THE PROBLEM:
Scan the records for the word "DeferredEntry". Return each line where it is found.

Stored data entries

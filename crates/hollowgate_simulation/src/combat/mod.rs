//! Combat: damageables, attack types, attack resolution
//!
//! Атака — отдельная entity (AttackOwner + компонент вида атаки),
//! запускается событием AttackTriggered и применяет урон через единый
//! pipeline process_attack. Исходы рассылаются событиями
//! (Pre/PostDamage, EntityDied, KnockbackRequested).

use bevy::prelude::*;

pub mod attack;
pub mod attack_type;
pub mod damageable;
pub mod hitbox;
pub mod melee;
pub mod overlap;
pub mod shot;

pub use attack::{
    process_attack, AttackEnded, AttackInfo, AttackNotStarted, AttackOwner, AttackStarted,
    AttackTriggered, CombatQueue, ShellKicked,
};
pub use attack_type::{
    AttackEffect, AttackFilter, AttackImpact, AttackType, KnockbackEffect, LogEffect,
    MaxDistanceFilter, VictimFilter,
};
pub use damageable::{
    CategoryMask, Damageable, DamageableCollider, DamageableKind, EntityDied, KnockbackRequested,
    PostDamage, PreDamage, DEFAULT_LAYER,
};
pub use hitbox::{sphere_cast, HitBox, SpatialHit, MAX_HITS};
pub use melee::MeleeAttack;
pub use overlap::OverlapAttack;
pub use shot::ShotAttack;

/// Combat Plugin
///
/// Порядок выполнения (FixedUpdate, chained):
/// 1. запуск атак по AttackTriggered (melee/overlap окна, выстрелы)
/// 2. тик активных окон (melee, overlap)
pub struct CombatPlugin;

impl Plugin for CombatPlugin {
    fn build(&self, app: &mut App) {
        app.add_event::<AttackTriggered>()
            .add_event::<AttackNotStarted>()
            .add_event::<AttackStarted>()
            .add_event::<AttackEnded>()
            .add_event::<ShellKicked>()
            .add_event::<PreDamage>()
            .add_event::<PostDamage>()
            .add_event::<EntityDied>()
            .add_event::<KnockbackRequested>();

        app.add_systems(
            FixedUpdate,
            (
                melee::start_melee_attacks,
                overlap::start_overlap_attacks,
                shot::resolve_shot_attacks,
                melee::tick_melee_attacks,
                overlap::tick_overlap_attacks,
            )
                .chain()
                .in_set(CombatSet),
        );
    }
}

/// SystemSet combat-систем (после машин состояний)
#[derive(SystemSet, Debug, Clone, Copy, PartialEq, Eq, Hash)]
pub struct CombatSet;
* * *
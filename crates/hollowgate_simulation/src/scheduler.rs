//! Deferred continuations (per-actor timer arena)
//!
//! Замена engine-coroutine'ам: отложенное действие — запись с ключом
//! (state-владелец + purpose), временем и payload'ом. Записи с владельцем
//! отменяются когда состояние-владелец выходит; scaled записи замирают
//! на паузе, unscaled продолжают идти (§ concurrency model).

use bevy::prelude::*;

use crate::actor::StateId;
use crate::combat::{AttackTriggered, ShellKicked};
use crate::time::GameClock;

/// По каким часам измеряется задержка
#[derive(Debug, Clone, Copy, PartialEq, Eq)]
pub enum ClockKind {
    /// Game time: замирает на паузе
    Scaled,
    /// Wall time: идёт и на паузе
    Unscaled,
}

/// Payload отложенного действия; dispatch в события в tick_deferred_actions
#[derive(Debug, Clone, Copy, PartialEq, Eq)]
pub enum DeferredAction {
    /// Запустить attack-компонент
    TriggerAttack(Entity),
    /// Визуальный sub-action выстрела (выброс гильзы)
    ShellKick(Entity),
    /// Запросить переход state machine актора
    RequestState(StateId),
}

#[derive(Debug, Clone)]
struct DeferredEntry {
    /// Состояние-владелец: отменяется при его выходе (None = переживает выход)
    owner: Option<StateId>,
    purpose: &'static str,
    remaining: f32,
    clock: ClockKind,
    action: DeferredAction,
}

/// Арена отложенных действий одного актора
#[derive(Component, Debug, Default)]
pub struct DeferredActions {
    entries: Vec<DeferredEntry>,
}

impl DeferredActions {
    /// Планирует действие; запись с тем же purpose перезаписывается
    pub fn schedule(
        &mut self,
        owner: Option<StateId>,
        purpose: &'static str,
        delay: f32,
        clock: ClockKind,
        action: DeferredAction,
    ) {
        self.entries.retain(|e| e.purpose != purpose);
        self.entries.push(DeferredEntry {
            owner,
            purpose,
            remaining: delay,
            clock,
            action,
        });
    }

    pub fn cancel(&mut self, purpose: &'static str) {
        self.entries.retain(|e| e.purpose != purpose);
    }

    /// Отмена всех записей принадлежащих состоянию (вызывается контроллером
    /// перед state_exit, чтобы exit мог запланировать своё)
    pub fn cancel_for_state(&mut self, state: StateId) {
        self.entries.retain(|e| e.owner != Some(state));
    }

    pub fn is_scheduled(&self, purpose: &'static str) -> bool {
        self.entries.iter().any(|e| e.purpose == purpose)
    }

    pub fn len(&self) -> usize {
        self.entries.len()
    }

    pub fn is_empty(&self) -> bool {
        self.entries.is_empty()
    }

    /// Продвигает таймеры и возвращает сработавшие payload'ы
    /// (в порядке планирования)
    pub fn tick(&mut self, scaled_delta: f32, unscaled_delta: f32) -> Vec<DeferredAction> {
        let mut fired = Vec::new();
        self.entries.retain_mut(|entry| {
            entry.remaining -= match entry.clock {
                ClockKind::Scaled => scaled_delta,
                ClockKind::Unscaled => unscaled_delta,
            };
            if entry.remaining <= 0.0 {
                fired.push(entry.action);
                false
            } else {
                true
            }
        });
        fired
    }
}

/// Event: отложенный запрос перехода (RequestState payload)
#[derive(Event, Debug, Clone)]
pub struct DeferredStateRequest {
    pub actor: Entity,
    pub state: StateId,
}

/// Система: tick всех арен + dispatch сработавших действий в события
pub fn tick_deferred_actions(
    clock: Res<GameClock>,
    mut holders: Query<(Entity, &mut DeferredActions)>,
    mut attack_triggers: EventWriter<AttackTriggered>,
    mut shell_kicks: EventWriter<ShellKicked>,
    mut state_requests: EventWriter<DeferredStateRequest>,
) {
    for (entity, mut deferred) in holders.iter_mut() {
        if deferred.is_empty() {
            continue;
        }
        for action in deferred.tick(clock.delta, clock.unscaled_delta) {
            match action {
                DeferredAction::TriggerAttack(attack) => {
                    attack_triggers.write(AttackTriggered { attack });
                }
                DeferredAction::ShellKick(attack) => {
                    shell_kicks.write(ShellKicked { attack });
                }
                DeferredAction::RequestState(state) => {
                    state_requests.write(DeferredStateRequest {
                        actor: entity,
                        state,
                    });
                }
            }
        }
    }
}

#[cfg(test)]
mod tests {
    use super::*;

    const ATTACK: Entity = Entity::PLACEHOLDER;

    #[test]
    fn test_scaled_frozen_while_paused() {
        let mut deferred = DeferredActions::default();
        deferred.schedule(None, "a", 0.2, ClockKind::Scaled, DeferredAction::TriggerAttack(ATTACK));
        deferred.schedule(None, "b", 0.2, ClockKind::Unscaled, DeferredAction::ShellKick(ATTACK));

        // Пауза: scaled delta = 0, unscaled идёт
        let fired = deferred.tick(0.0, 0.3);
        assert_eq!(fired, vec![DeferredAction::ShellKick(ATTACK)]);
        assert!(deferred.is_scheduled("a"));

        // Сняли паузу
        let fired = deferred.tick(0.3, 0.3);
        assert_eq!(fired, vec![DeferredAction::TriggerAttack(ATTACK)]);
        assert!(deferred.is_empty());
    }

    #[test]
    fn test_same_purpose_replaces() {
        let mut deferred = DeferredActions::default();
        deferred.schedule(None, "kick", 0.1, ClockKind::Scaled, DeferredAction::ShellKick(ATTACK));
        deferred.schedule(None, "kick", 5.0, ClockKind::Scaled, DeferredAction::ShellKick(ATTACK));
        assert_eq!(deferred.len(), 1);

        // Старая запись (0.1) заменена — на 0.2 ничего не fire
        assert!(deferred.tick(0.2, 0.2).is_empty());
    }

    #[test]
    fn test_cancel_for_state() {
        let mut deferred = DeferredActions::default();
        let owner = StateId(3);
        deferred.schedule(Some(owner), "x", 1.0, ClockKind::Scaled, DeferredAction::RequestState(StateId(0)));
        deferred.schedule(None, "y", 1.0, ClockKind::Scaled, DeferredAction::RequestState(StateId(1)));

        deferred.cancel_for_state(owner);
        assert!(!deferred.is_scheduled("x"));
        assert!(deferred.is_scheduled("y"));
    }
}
* * *
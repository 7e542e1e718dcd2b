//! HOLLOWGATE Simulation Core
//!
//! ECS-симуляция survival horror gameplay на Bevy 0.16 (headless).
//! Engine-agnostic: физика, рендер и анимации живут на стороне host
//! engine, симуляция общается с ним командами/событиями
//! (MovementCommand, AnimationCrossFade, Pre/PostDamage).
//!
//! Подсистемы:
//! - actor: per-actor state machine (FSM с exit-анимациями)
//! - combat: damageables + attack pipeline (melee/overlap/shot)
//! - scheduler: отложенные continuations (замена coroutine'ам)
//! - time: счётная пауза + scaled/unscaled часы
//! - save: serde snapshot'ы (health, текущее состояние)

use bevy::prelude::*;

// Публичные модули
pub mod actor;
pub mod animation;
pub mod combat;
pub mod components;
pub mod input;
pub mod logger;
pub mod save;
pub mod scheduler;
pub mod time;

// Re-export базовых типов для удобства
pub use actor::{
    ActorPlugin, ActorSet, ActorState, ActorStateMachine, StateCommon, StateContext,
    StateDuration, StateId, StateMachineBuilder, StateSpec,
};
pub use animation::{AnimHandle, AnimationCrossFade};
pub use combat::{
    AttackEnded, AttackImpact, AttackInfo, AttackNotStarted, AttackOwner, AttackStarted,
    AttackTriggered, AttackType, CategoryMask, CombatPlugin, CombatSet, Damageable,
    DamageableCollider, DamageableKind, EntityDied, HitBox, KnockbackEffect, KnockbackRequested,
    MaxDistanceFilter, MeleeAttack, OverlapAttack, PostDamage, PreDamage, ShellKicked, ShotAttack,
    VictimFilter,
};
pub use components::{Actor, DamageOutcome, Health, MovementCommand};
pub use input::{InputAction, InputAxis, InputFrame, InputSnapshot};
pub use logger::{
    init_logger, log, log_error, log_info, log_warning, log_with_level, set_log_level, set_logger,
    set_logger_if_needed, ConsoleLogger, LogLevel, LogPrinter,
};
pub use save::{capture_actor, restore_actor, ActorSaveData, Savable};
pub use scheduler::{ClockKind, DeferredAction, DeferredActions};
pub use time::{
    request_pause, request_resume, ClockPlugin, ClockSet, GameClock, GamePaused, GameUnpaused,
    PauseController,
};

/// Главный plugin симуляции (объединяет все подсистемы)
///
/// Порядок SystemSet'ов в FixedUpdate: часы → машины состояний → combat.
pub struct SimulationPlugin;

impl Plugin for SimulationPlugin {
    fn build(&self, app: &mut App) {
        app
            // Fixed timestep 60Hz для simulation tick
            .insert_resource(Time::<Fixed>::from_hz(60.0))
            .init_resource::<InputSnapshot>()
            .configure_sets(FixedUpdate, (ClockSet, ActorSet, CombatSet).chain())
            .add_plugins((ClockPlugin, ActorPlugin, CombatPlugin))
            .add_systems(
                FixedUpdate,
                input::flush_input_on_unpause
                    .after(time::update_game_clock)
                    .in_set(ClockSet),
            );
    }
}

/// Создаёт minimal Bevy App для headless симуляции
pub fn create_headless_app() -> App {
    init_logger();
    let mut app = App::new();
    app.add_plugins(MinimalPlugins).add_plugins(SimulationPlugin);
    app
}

ANSWER:
struct DeferredEntry {
    entries: Vec<DeferredEntry>,
        self.entries.push(DeferredEntry {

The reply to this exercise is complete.